Portulaca: pianta disintossicante
La Portulaca è una pianta che cresce spontaneamente nelle nostre zone verdi.
La famiglia botanica di appartenenza è quella delle Portulacaceae, in Italia prende alcuni nomi regionali come la porcacchia nella zona laziale, la porcellana o erba grassa in Lombardia oppure la chiaccunella in Campania.
Nel dettaglio, è commestibile, la portulaca oleracea, che può essere consumata cruda nelle insalate.
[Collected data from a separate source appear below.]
// file: src/reporter/mod.rs
// version: 1.0.0
// guid: 96b6d524-1d1e-4d8a-829f-7728f20d1ce7

//! Operator-facing console output
//!
//! Diagnostics go through `tracing`; this module owns the status lines, the
//! abort hint and the closing summary the operator reads.

use crate::config::EnvFile;
use crate::context::DeploymentContext;
use crate::pipeline::PipelineReport;
use crate::steps::{Stage, StageResult, StageStatus};
use colored::Colorize;
use std::io::Write;

/// Header used by the deployed API for authentication
pub const API_KEY_HEADER: &str = "X-API-Key";

/// Port the API listens on when `.env` does not say otherwise
pub const DEFAULT_PORT: &str = "8000";

/// Receives progress as the pipeline moves through its stages
pub trait ProgressReporter: Send + Sync {
    fn stage_started(&self, number: usize, total: usize, stage: &dyn Stage);
    fn stage_finished(&self, result: &StageResult);
}

/// Prints one status line per stage to stdout, failures to stderr
///
/// In quiet mode only failures are printed.
#[derive(Debug, Default)]
pub struct ConsoleReporter {
    quiet: bool,
}

impl ConsoleReporter {
    pub fn new(quiet: bool) -> Self {
        Self { quiet }
    }
}

impl ProgressReporter for ConsoleReporter {
    fn stage_started(&self, number: usize, total: usize, stage: &dyn Stage) {
        if self.quiet {
            return;
        }
        println!(
            "{} {}",
            format!("[{}/{}]", number, total).bold(),
            stage.description()
        );
    }

    fn stage_finished(&self, result: &StageResult) {
        match result.status {
            StageStatus::Completed | StageStatus::Skipped if self.quiet => {}
            StageStatus::Completed => println!("  {} {}", "✓".green(), result.message),
            StageStatus::Skipped => println!("  {} {}", "-".yellow(), result.message),
            StageStatus::Failed => {
                eprintln!(
                    "  {} {}: {}",
                    "✗".red(),
                    result.message,
                    result.error_message.as_deref().unwrap_or("unknown error")
                );
                if let Some(hint) = &result.hint {
                    eprintln!("    {} {}", "Hint:".yellow().bold(), hint);
                }
            }
        }
    }
}

/// Reporter that prints nothing
#[derive(Debug, Default)]
pub struct SilentReporter;

impl ProgressReporter for SilentReporter {
    fn stage_started(&self, _number: usize, _total: usize, _stage: &dyn Stage) {}
    fn stage_finished(&self, _result: &StageResult) {}
}

/// Base URL operators should use to reach the API
pub fn api_base_url(env: Option<&EnvFile>) -> String {
    let host = env
        .and_then(|e| e.get("HOST"))
        .filter(|h| !h.is_empty() && h != "0.0.0.0" && h != "::")
        .unwrap_or_else(|| "localhost".to_string());
    let port = env
        .and_then(|e| e.get("PORT"))
        .filter(|p| !p.is_empty())
        .unwrap_or_else(|| DEFAULT_PORT.to_string());
    format!("http://{}:{}", host, port)
}

/// Closing summary for a finished run
///
/// The generated key, if any, appears here and nowhere else in the output.
pub fn render_summary(report: &PipelineReport, ctx: &DeploymentContext) -> String {
    let mut out = String::new();
    let seconds = report.duration().num_milliseconds() as f64 / 1000.0;

    if let Some(failed) = report.failure() {
        out.push_str(&format!(
            "\n{} at stage {} ({}) after {:.1}s\n",
            "Deployment aborted".red().bold(),
            failed.number,
            failed.name,
            seconds
        ));
        out.push_str("Completed stages are left in place; rerun once the problem is fixed.\n");
    } else {
        out.push_str(&format!(
            "\n{} in {:.1}s (session {})\n",
            "Deployment complete".green().bold(),
            seconds,
            report.session_id
        ));

        if report.deploy.unit_installed {
            let name = &ctx.service_name;
            out.push_str(&format!("\nService {} is active\n", name.bold()));
            if let Some(status) = &report.deploy.service_status {
                for line in status.lines().take(3) {
                    out.push_str(&format!("  {}\n", line));
                }
            }
            if let Some(health) = &report.deploy.health {
                out.push_str(&format!(
                    "  health: {} (version {})\n",
                    health.status,
                    health.version.as_deref().unwrap_or("unknown")
                ));
            }

            let env = EnvFile::load(&ctx.env_file).ok();
            let base = api_base_url(env.as_ref());
            out.push_str(&format!("\nAPI:      {}\n", base));
            out.push_str(&format!("Health:   curl {}/health\n", base));
            out.push_str(&format!(
                "Commands: curl -H '{}: <API_KEY>' {}/api/v1/commands\n",
                API_KEY_HEADER, base
            ));

            out.push_str("\nUseful commands:\n");
            out.push_str(&format!("  sudo systemctl status {}\n", name));
            out.push_str(&format!("  sudo systemctl restart {}\n", name));
            out.push_str(&format!("  sudo systemctl stop {}\n", name));
            out.push_str(&format!("  sudo journalctl -u {} -f\n", name));
        } else {
            out.push_str("\nNo service unit was installed. Start the API manually:\n");
            out.push_str(&format!("  {}\n", ctx.manual_start_command()));
        }
    }

    if let Some(key) = &report.deploy.generated_key {
        out.push_str(&format!(
            "\n{} {}\n",
            "Generated API key (stored in .env, shown once):".yellow().bold(),
            key.expose()
        ));
    }

    out
}

/// Print the summary to stdout (or stderr for an aborted run)
pub fn print_summary(report: &PipelineReport, ctx: &DeploymentContext) {
    let summary = render_summary(report, ctx);
    if report.succeeded() {
        print!("{}", summary);
        let _ = std::io::stdout().flush();
    } else {
        eprint!("{}", summary);
    }
}

#[cfg(test)]
mod tests {
    use super::*;

    #[test]
    fn test_api_base_url_defaults() {
        assert_eq!(api_base_url(None), "http://localhost:8000");

        let env = EnvFile::parse("HOST=0.0.0.0\nPORT=9000\n");
        assert_eq!(api_base_url(Some(&env)), "http://localhost:9000");

        let env = EnvFile::parse("HOST=gateway.local\n");
        assert_eq!(api_base_url(Some(&env)), "http://gateway.local:8000");
    }
}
La portulaca risulta ricca di acidi grassi polinsaturi di tipo Omega 3, ed è considerata una fonte vegetale fondamentale per regolarizzarne il fabbisogno.
Questa pianta può essere consumata con effetti benefici, per chi soffre di ipertensione, insufficienza renale, insufficienza cardiaca.
Nella tradizione medica cinese, la portulaca viene utilizzata nelle tisane come sollievo contro dolori allo stomaco e al fegato.
Sui benefici che questa pianta apporta ai reni e al fegato, c’è una ricerca pubblicata dalla rivista Phytomedicine che ne attesta il valore medicinale antiossidante, antinfiammatorio “e la fibra alimentare insolubile di portulaca ha buone proprietà leganti agli ioni metallici , potrebbero essere buoni metodi per la terapia della biotossicità indotta da Cadmio.”
Il cadmio è un metallo pernicioso rappresentativo, che ha un’elevata tossicità biologica.
Lo studio ha dimostrato che gli effetti antagonisti-Cadmio di Portulaca potrebbero essere mediati tramite antiossidante, regolazione della microecologia intestinale.
“Pertanto, il nostro studio fornisce una nuova visione di Portulaca come un alimento promettente per la biotossicità anti-Cd”
Il cadmio (il cui simbolo chimico è Cd) è un metallo bianco argenteo e malleabile presente in tracce nella crosta terrestre, nell’aria e nell’acqua.
Il suo nome deriva da quello della città di Cadmo, vicina a Tebe, dove veniva estratto nell’antichità.
Il cadmio viene rilasciato nel suolo, nell’acqua e nell’aria da fonti naturali ma, soprattutto, in seguito alle lavorazioni industriali quali l’estrazione, la raffinazione e la lavorazione di metalli non ferrosi, la produzione di batterie e vernici, la produzione e l’applicazione di fertilizzanti artificiali a base di fosfati, l’uso di combustibili fossili (come carbone e petrolio), l’incenerimento e lo smaltimento dei rifiuti.
La popolazione generale, così come scrive l’ISS, Istituto Superiore di Sanità, può essere esposta al cadmio attraverso: cibo e acqua potabile contaminati, fumo attivo e passivo di sigaretta, le foglie di tabacco, infatti, accumulano il cadmio dal suolo inalazione di polvere e fumi, soprattutto per le persone che vivono vicino a industrie che lavorano o emettono cadmio
Gli alimenti rappresentano oltre il 90% dell’esposizione umana al cadmio poiché entra nella catena alimentare attraverso terreni agricoli e fonti d’acqua contaminate, soprattutto nelle vicinanze di alcune industrie.
In generale, verdure a foglia larga come lattuga e spinaci, ma anche patate e cereali, arachidi, semi di soia e semi di girasole contengono alti livelli di cadmio.
L’esposizione professionale al cadmio si verifica, invece, principalmente durante i processi industriali che implicano il riscaldamento di materiali contenenti cadmio come la fusione, la placcatura elettrolitica, la produzione di batterie o la produzione e uso di pigmenti.